64. Disorders of respiratory system
• Cystic fibrosis (CF):
• It is an inherited disease of secretory epithelia that affects the airways,
liver, pancreas, small intestine and sweat glands.
• Asthma:
• It is characterised by chronic airway inflammation to variety of stimuli &
airway obstruction. Symptoms include difficult breathing, coughing,
wheezing, chest tightness, tachycardia, fatigue, moist skin and anxiety.
• Asbestos related disease:
• These are serious lung cancer disorders that develop after inhalation of
asbestos particles.
• When they are inhaled they penetrate the lung tissue
• However, the fibres usually destroy the WBC’s and scarring of lung tissue.

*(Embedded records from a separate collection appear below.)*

//! Structured logging.
//!
//! # Responsibilities
//! - Initialize the tracing subscriber once at startup
//! - Pretty stdout output for development
//! - JSON records appended to a file when a destination is configured
//!
//! # Design Decisions
//! - `RUST_LOG` wins over the configured level when set
//! - Logging failures never block or fail the proxy path; a bad log file
//!   is reported and the file layer skipped

use std::fs::OpenOptions;
use std::sync::Arc;
use tracing_subscriber::{layer::SubscriberExt, util::SubscriberInitExt, EnvFilter};

use crate::config::ObservabilityConfig;

/// Initialize the global tracing subscriber from the observability config.
pub fn init_logging(config: &ObservabilityConfig) {
    let filter = EnvFilter::try_from_default_env()
        .unwrap_or_else(|_| EnvFilter::new(config.log_level.clone()));

    let file_layer = config.log_file.as_deref().and_then(|path| {
        match OpenOptions::new().create(true).append(true).open(path) {
            Ok(file) => Some(
                tracing_subscriber::fmt::layer()
                    .json()
                    .with_writer(Arc::new(file)),
            ),
            Err(e) => {
                eprintln!("Failed to open log file {path}: {e}");
                None
            }
        }
    });

    tracing_subscriber::registry()
        .with(filter)
        .with(tracing_subscriber::fmt::layer())
        .with(file_layer)
        .init();
}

65. Disorders of respiratory system
• Chronic obstructive pulmonary disease (COPD):
• It is characterised by chronic and recurrent obstruction of airflow which
increases airway resistance.
• COPD are of 2 types
• Emphysema
• Chronic bronchitis
• Emphysema: It is characterised by destruction of alveoli walls producing
abnormally large air spaces that remain filled with air during exhalation. It
is cause by long term irritation, cigarette smoke; air pollution and
occupational exposure to industrial dust are most common.
• Chronic bronchitis: It is characterised by excessive secretion of bronchial
mucus. Cigarette smoking is the leading cause.
• Symptoms are productive cough (sputum), shortness of breath and
wheezing.

66. Disorders of respiratory system
• Lung cancer:
• In the US lung cancer is the leading cause of death both in males &
females.
• Cigarette smoking is the major cause.
• Symptoms are chronic cough, spitting blood from respiratory tract,
wheezing, and shortness of breath, chest pain, and hoarseness, difficulty
in swallowing weight loss, anorexia, fatigue, bone pain, confusing,
headache, anaemia, jaundice and thrombocytopenia.